Tatuś nauczył ją, jak unikać konsekwencji nieprzyjemności. Jak wtedy, gdy jej matka musiała ratować biżuterię, którą stracił w zakładzie hazardowym. Lola patrzyła i uczyła się. Jej ojciec był taki wspaniały, kiedy był skruszony. A Lola nauczyła się używać zaklęć w wiadrach, gdy była w ciasnym kącie. W rzeczywistości była dzieckiem swojego ojca i on ją kochał. Dlatego sekretny zbiór funduszy, który jej dał, był tak cudowny.

Kontynuujmy z Lolą w Paryżu. Paryż jest tak zwrotny, czego nie znajdziesz. A te doły z pieniędzmi są tak nieuniknione.

Cała wypolerowana podłoga parkietowa była porozrzucana pustymi pudełkami i bibułką z bawełnianej i jedwabnej bielizny nocnej rozpakowanej do wglądu Loli.

Lola zawsze zaczynała od bawełnianej bielizny nocnej. Powiedziała, że ​​to danie główne, a deser jedwabiu.

Lola ucztowała jak gęś fois gras

 

 

Potem sięgnęła do torebki, by poczuć, jak soczyste francuskie banknoty tatusia śpią spokojnie. Zostali brutalnie obudzeni i wręczeni francuskiej lwicy, która warknęła z zadowoleniem.

 

Wyślij wszystko do mojego hotelu, Lola uśmiechnęła się słodko.

Francuska lwica skłoniła się i skrobała. Lola to lubiła.

Tego wieczoru drzwi apartamentu Loli otworzyły się i weszło trzech chłopców. Kołysali się z boku na bok jak wielbłądy obładowane dywanami na bazarze w Stambule.

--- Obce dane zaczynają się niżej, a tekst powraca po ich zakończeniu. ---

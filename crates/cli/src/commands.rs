//! The demo command tree: the root application and its sub-commands.

use anyhow::Context;
use optchain::{
    CliError, CliResult, Command, OptSpec, Scope, Value, flag, help_option, keyval, optspec,
    subcommand, verbose_option, version_option,
};
use tracing_subscriber::{EnvFilter, Registry, reload};

/// Handle on the global log filter, used to apply `--verbose`.
pub type FilterHandle = reload::Handle<EnvFilter, Registry>;

const VERSION: &str = env!("CARGO_PKG_VERSION");

fn common_options() -> OptSpec {
    optspec![help_option(), version_option()]
}

/// Log level selected by the `verbose` count, `None` for the default.
fn verbosity_level(count: i64) -> Option<&'static str> {
    match count {
        i64::MIN..=0 => None,
        1 => Some("debug"),
        _ => Some("trace"),
    }
}

/// Print `name: value` for every key in `keys`, then the leftover arguments.
fn print_options(scope: &Scope<'_>, keys: &[&str], argv: &[String]) {
    for key in keys {
        println!("{key}: {}", scope.get_optval(key, Value::Null));
    }
    println!("unprocessed arguments: {argv:?}");
}

pub struct App {
    spec: OptSpec,
    filter: Option<FilterHandle>,
}

impl App {
    pub fn new(filter: Option<FilterHandle>) -> Self {
        Self {
            filter,
            spec: optspec![
                common_options(),
                verbose_option(),
                keyval("input", "i", "input file"),
                keyval("output", "o", "output file").with_default("a.out"),
                subcommand("COMMAND", "a command: one, two or dump"),
            ],
        }
    }
}

impl Command for App {
    fn optspec(&self) -> &OptSpec {
        &self.spec
    }

    fn name(&self) -> &str {
        "optchain"
    }

    fn summary(&self) -> &str {
        "option chain parser demo"
    }

    fn version(&self) -> &str {
        VERSION
    }

    fn initialize(&mut self, _scope: &Scope<'_>) -> CliResult<()> {
        tracing::info!("initializing application");
        Ok(())
    }

    fn parsed(&mut self, scope: &Scope<'_>) -> CliResult<()> {
        let Some(filter) = &self.filter else {
            return Ok(());
        };
        let count = scope.get_optval("verbose", 0).as_int().unwrap_or(0);
        if let Some(level) = verbosity_level(count) {
            filter
                .reload(EnvFilter::new(level))
                .context("failed to raise the log level")?;
            tracing::debug!(level, "log level raised");
        }
        Ok(())
    }

    fn main(&mut self, scope: &Scope<'_>, argv: Vec<String>) -> CliResult<i32> {
        print_options(
            scope,
            &["help", "version", "verbose", "input", "output"],
            &argv,
        );
        Ok(self.exit_success())
    }

    fn load_subcommand(&self, name: &str) -> CliResult<Box<dyn Command + '_>> {
        match name {
            "one" => Ok(Box::new(One::new())),
            "two" => Ok(Box::new(Two::new())),
            "dump" => Ok(Box::new(Dump::new())),
            _ => Err(CliError::UnknownCommand(name.to_string())),
        }
    }
}

struct One {
    spec: OptSpec,
}

impl One {
    fn new() -> Self {
        Self {
            spec: optspec![
                common_options(),
                flag("tty", "t", "allocate pseudo-terminal"),
                flag("yes", "y", "answer yes to all questions"),
            ],
        }
    }
}

impl Command for One {
    fn optspec(&self) -> &OptSpec {
        &self.spec
    }

    fn name(&self) -> &str {
        "one"
    }

    fn summary(&self) -> &str {
        "the first sub-command"
    }

    fn version(&self) -> &str {
        VERSION
    }

    fn initialize(&mut self, _scope: &Scope<'_>) -> CliResult<()> {
        tracing::info!("initializing application");
        Ok(())
    }

    fn main(&mut self, scope: &Scope<'_>, argv: Vec<String>) -> CliResult<i32> {
        print_options(
            scope,
            &["help", "version", "input", "output", "tty", "yes"],
            &argv,
        );
        Ok(self.exit_success())
    }
}

struct Two {
    spec: OptSpec,
}

impl Two {
    fn new() -> Self {
        Self {
            spec: optspec![
                common_options(),
                keyval("name", "n", "your name"),
                flag("quiet", "q", "be quiet"),
            ],
        }
    }
}

impl Command for Two {
    fn optspec(&self) -> &OptSpec {
        &self.spec
    }

    fn name(&self) -> &str {
        "two"
    }

    fn summary(&self) -> &str {
        "the second sub-command"
    }

    fn version(&self) -> &str {
        VERSION
    }

    fn initialize(&mut self, _scope: &Scope<'_>) -> CliResult<()> {
        tracing::info!("initializing application");
        Ok(())
    }

    fn main(&mut self, scope: &Scope<'_>, argv: Vec<String>) -> CliResult<i32> {
        print_options(scope, &["help", "version", "name", "quiet"], &argv);
        Ok(self.exit_success())
    }
}

/// Prints every option visible from this command as JSON.
struct Dump {
    spec: OptSpec,
}

impl Dump {
    fn new() -> Self {
        Self {
            spec: optspec![help_option(), flag("pretty", "p", "indent the output")],
        }
    }
}

impl Command for Dump {
    fn optspec(&self) -> &OptSpec {
        &self.spec
    }

    fn name(&self) -> &str {
        "dump"
    }

    fn summary(&self) -> &str {
        "print the parsed options as JSON"
    }

    fn main(&mut self, scope: &Scope<'_>, _argv: Vec<String>) -> CliResult<i32> {
        let snapshot = scope.snapshot();
        let json = if scope.get_optval("pretty", false).as_bool() == Some(true) {
            serde_json::to_string_pretty(&snapshot)
        } else {
            serde_json::to_string(&snapshot)
        }
        .context("failed to serialize options")?;
        println!("{json}");
        Ok(self.exit_success())
    }
}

Lola rzuciła się w ich kierunku z wyciągniętymi ramionami, przesyłając pocałunki, gdy jej oczy przyjęły tę nagrodę. Jej twarz wyglądała jak pirat, który zauważył hiszpański galeon załadowany złotem.

Prawie straciła fałszywą europejską rezerwę.

Lola mogła łatwo rozpłynąć się w hałaśliwej australijskiej entuzjazmie. Dzięki Bogu, że się powstrzymała. Mądre słowa jej taty wskoczyły do ​​jej mózgu.

„Udawaj kochanie, zawsze udawaj”.

Rozpruwając kokardy wiążące pudełka, Lola wleciała jak drapieżny ptak w głąb każdej wspaniałej, wystawnej i luksusowej bielizny.

Wyciągnęła ręcznie haftowaną bieliznę nocną pasującą do Loli.

Śliczna bawełniana bielizna nocna z podszytymi szpilkami i wąskimi bawełnianymi falbankami z organdyny wokół dekoltów i rękawów. Niektóre piżamy miały krótkie rękawy, kiedy Lola chciała odsłonić ramię. Niektórzy mieli ¾ rękawy na tajemnicze chwile ramion.

Białe ręcznie haftowane róże, łodygi i liście przyszyte do romantycznych staników. Lejące spódnice koszuli nocnej w chmurach bawełnianego woalu. Góry bawełnianej bielizny nocnej spadały na podłogę, gdzie leżały jak ogromne białe lawiny lodu i śniegu.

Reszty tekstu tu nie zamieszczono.